In an immunological aspect, lymph node, spleen, and thymus transcriptomic data of wild Malaysian cynomolgus macaques generated from this study are potentially valuable for further studies. For AIDS-related immunology studies, the panel of genes expressed in the MHC I and MHC II pathways are advantageous for MHC genotyping studies of the Malaysian cynomolgus macaque population, which was suggested to have relatively higher nucleotide diversity compared with other populations of cynomolgus macaques in Southeast Asia (Smith, McDonough & George, 2007).
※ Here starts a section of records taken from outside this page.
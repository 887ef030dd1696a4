//! Typed requests for each operation, with the caller-side checks the
//! dispatcher deliberately does not perform.

use std::fmt;
use std::str::FromStr;

use serde::{Deserialize, Serialize};

use crate::dispatch::{to_payload, Payload};
use crate::error::{JournalistResult, ValidationError};

/// Minimum length of pasted content for a fact check
pub const MIN_FACT_CHECK_CONTENT: usize = 10;
pub const DEFAULT_NUM_ARTICLES: u32 = 3;

/// Target languages the translator accepts: (code, display name)
pub const SUPPORTED_LANGUAGES: [(&str, &str); 15] = [
    ("es", "Spanish (Español)"),
    ("fr", "French (Français)"),
    ("de", "German (Deutsch)"),
    ("it", "Italian (Italiano)"),
    ("pt", "Portuguese (Português)"),
    ("ru", "Russian (Русский)"),
    ("ja", "Japanese (日本語)"),
    ("ko", "Korean (한국어)"),
    ("zh", "Chinese (中文)"),
    ("ar", "Arabic (العربية)"),
    ("hi", "Hindi (हिंदी)"),
    ("tr", "Turkish (Türkçe)"),
    ("pl", "Polish (Polski)"),
    ("nl", "Dutch (Nederlands)"),
    ("sv", "Swedish (Svenska)"),
];

pub fn language_name(code: &str) -> Option<&'static str> {
    SUPPORTED_LANGUAGES
        .iter()
        .find(|(c, _)| *c == code)
        .map(|(_, name)| *name)
}

fn non_blank(value: &Option<String>) -> Option<String> {
    value
        .as_deref()
        .map(str::trim)
        .filter(|v| !v.is_empty())
        .map(str::to_string)
}

fn is_blank(value: &str) -> bool {
    value.trim().is_empty()
}

/// A request that can be checked and turned into a dispatcher payload
pub trait OperationRequest {
    fn validate(&self) -> Result<(), ValidationError>;
    fn to_payload(&self) -> JournalistResult<Payload>;
}

// ---------------------------------------------------------------------------
// Fact check
// ---------------------------------------------------------------------------

#[derive(Debug, Clone, Default, PartialEq, Eq, Serialize, Deserialize)]
pub struct FactCheckRequest {
    pub url: Option<String>,
    pub content: Option<String>,
}

#[derive(Serialize)]
struct FactCheckBody {
    #[serde(skip_serializing_if = "Option::is_none")]
    url: Option<String>,
    #[serde(skip_serializing_if = "Option::is_none")]
    content: Option<String>,
}

impl OperationRequest for FactCheckRequest {
    fn validate(&self) -> Result<(), ValidationError> {
        let url = non_blank(&self.url);
        let content = non_blank(&self.content);

        if url.is_none() && content.is_none() {
            return Err(ValidationError::MissingInput {
                what: "some content or URL to fact-check",
            });
        }
        if let Some(content) = content {
            if content.chars().count() < MIN_FACT_CHECK_CONTENT {
                return Err(ValidationError::ContentTooShort {
                    min: MIN_FACT_CHECK_CONTENT,
                });
            }
        }
        Ok(())
    }

    /// Only trimmed, non-empty fields are sent
    fn to_payload(&self) -> JournalistResult<Payload> {
        to_payload(&FactCheckBody {
            url: non_blank(&self.url),
            content: non_blank(&self.content),
        })
    }
}

// ---------------------------------------------------------------------------
// Bias detection
// ---------------------------------------------------------------------------

#[derive(Debug, Clone, Default, PartialEq, Eq, Serialize, Deserialize)]
pub struct BiasDetectionRequest {
    pub topic: Option<String>,
    pub url: Option<String>,
}

impl OperationRequest for BiasDetectionRequest {
    fn validate(&self) -> Result<(), ValidationError> {
        if non_blank(&self.topic).is_none() && non_blank(&self.url).is_none() {
            return Err(ValidationError::MissingInput {
                what: "some content to analyze",
            });
        }
        Ok(())
    }

    /// Blank fields are sent as explicit nulls
    fn to_payload(&self) -> JournalistResult<Payload> {
        let empty_to_none = |v: &Option<String>| v.clone().filter(|s| !s.is_empty());
        to_payload(&BiasDetectionRequest {
            topic: empty_to_none(&self.topic),
            url: empty_to_none(&self.url),
        })
    }
}

// ---------------------------------------------------------------------------
// Summarizer
// ---------------------------------------------------------------------------

#[derive(Debug, Clone, Copy, Default, PartialEq, Eq, Serialize, Deserialize)]
pub enum SummaryFormat {
    #[default]
    #[serde(rename = "bulletPoint")]
    BulletPoint,
    #[serde(rename = "paragraph")]
    Paragraph,
    #[serde(rename = "keyHighlight")]
    KeyHighlight,
}

impl SummaryFormat {
    pub fn as_str(self) -> &'static str {
        match self {
            SummaryFormat::BulletPoint => "bulletPoint",
            SummaryFormat::Paragraph => "paragraph",
            SummaryFormat::KeyHighlight => "keyHighlight",
        }
    }

    pub fn label(self) -> &'static str {
        match self {
            SummaryFormat::BulletPoint => "Bullet Points",
            SummaryFormat::Paragraph => "Paragraph",
            SummaryFormat::KeyHighlight => "Key Highlights",
        }
    }
}

impl fmt::Display for SummaryFormat {
    fn fmt(&self, f: &mut fmt::Formatter<'_>) -> fmt::Result {
        f.write_str(self.as_str())
    }
}

impl FromStr for SummaryFormat {
    type Err = ValidationError;

    fn from_str(s: &str) -> Result<Self, Self::Err> {
        match s.trim() {
            "bulletPoint" | "bullet-point" | "bullets" => Ok(SummaryFormat::BulletPoint),
            "paragraph" => Ok(SummaryFormat::Paragraph),
            "keyHighlight" | "key-highlight" | "highlights" => Ok(SummaryFormat::KeyHighlight),
            other => Err(ValidationError::UnknownFormat(other.to_string())),
        }
    }
}

#[derive(Debug, Clone, Default, PartialEq, Eq, Serialize, Deserialize)]
pub struct SummarizeRequest {
    pub topic: String,
    pub url: String,
    pub format: SummaryFormat,
}

impl OperationRequest for SummarizeRequest {
    fn validate(&self) -> Result<(), ValidationError> {
        if is_blank(&self.topic) && is_blank(&self.url) {
            return Err(ValidationError::MissingInput {
                what: "either a URL or paste content to summarize",
            });
        }
        Ok(())
    }

    fn to_payload(&self) -> JournalistResult<Payload> {
        to_payload(self)
    }
}

// ---------------------------------------------------------------------------
// Translator
// ---------------------------------------------------------------------------

#[derive(Debug, Clone, Default, PartialEq, Eq, Serialize, Deserialize)]
pub struct TranslateRequest {
    pub topic: String,
    pub url: String,
    /// Target language code, e.g. `fr`
    pub language: String,
}

impl OperationRequest for TranslateRequest {
    fn validate(&self) -> Result<(), ValidationError> {
        if is_blank(&self.topic) && is_blank(&self.url) {
            return Err(ValidationError::MissingInput {
                what: "either a URL or paste content to translate",
            });
        }
        if is_blank(&self.language) {
            return Err(ValidationError::MissingLanguage);
        }
        if language_name(&self.language).is_none() {
            return Err(ValidationError::UnsupportedLanguage(self.language.clone()));
        }
        Ok(())
    }

    fn to_payload(&self) -> JournalistResult<Payload> {
        to_payload(self)
    }
}

// ---------------------------------------------------------------------------
// News fetch
// ---------------------------------------------------------------------------

#[derive(Debug, Clone, PartialEq, Eq, Serialize, Deserialize)]
pub struct FetchNewsRequest {
    pub topic: String,
    pub num_articles: u32,
}

impl FetchNewsRequest {
    pub fn new(topic: impl Into<String>) -> Self {
        Self {
            topic: topic.into(),
            num_articles: DEFAULT_NUM_ARTICLES,
        }
    }

    pub fn with_num_articles(mut self, num_articles: u32) -> Self {
        self.num_articles = num_articles;
        self
    }
}

impl OperationRequest for FetchNewsRequest {
    fn validate(&self) -> Result<(), ValidationError> {
        if is_blank(&self.topic) {
            return Err(ValidationError::MissingInput {
                what: "a topic or URL to fetch news",
            });
        }
        if self.num_articles == 0 {
            return Err(ValidationError::NoArticlesRequested);
        }
        Ok(())
    }

    fn to_payload(&self) -> JournalistResult<Payload> {
        to_payload(self)
    }
}

#[cfg(test)]
mod tests {
    use super::*;
    use serde_json::{json, Value};

    fn as_value(payload: Payload) -> Value {
        Value::Object(payload)
    }

    #[test]
    fn test_fact_check_requires_input() {
        let err = FactCheckRequest::default().validate().unwrap_err();
        assert!(matches!(err, ValidationError::MissingInput { .. }));
    }

    #[test]
    fn test_fact_check_short_content() {
        let req = FactCheckRequest {
            url: None,
            content: Some("  too short ".into()),
        };
        assert_eq!(
            req.validate().unwrap_err(),
            ValidationError::ContentTooShort { min: 10 }
        );
    }

    #[test]
    fn test_fact_check_payload_skips_blank_fields() {
        let req = FactCheckRequest {
            url: Some("  ".into()),
            content: Some("  The moon is made of rock.  ".into()),
        };
        req.validate().unwrap();
        assert_eq!(
            as_value(req.to_payload().unwrap()),
            json!({"content": "The moon is made of rock."})
        );
    }

    #[test]
    fn test_bias_payload_sends_nulls() {
        let req = BiasDetectionRequest {
            topic: Some(String::new()),
            url: Some("https://example.com/a".into()),
        };
        req.validate().unwrap();
        assert_eq!(
            as_value(req.to_payload().unwrap()),
            json!({"topic": null, "url": "https://example.com/a"})
        );
    }

    #[test]
    fn test_summarize_payload_shape() {
        let req = SummarizeRequest {
            topic: "Long article text".into(),
            url: String::new(),
            format: SummaryFormat::Paragraph,
        };
        req.validate().unwrap();
        assert_eq!(
            as_value(req.to_payload().unwrap()),
            json!({"topic": "Long article text", "url": "", "format": "paragraph"})
        );
    }

    #[test]
    fn test_summary_format_parse() {
        assert_eq!("keyHighlight".parse::<SummaryFormat>().unwrap(), SummaryFormat::KeyHighlight);
        assert_eq!(SummaryFormat::default(), SummaryFormat::BulletPoint);
        assert!("poem".parse::<SummaryFormat>().is_err());
    }

    #[test]
    fn test_translate_language_rules() {
        let mut req = TranslateRequest {
            topic: "Bonjour".into(),
            url: String::new(),
            language: String::new(),
        };
        assert_eq!(req.validate().unwrap_err(), ValidationError::MissingLanguage);

        req.language = "xx".into();
        assert_eq!(
            req.validate().unwrap_err(),
            ValidationError::UnsupportedLanguage("xx".into())
        );

        req.language = "de".into();
        req.validate().unwrap();
        assert_eq!(language_name("de"), Some("German (Deutsch)"));
    }

    #[test]
    fn test_fetch_news_defaults() {
        let req = FetchNewsRequest::new("AI");
        req.validate().unwrap();
        assert_eq!(
            as_value(req.to_payload().unwrap()),
            json!({"topic": "AI", "num_articles": 3})
        );
        assert_eq!(
            FetchNewsRequest::new("AI").with_num_articles(0).validate().unwrap_err(),
            ValidationError::NoArticlesRequested
        );
        assert!(FetchNewsRequest::new("   ").validate().is_err());
    }
}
Additional screenings of MHC genotypes in Malaysian cynomolgus macaques may aid in further understanding and discovering novel immune regulation mechanisms and responses. Previous studies have characterised MHC genotypes as well as their effects on SIV progression in cynomolgus macaques (Burwitz et al., 2009; Campbell et al., 2009; Aarnink et al., 2011; Borsetti et al., 2012). The other benefit of transcriptomic data obtained from wild populations is how they more closely reflect the ‘wild’ and variable environment humans undergo on a daily basis. It is notable that in controlled laboratory environments, the absence of biotic and abiotic pressures associated with natural environments is unrepresentative of how immune responses function in the wild in response to pathogenic infections and injury. In assessing natural immune responses, both genetic and environmental factors play concerted roles. The transcriptomic information obtained from the three immune organs provides a fundamental outlook to the immune responses enriched in the wild cynomolgus macaque. Immunology data gleaned from wild cynomolgus macaque populations will benefit researchers in identifying significant immune responses and phenotypes that are translatable to natural human settings (Pedersen & Babayan, 2011).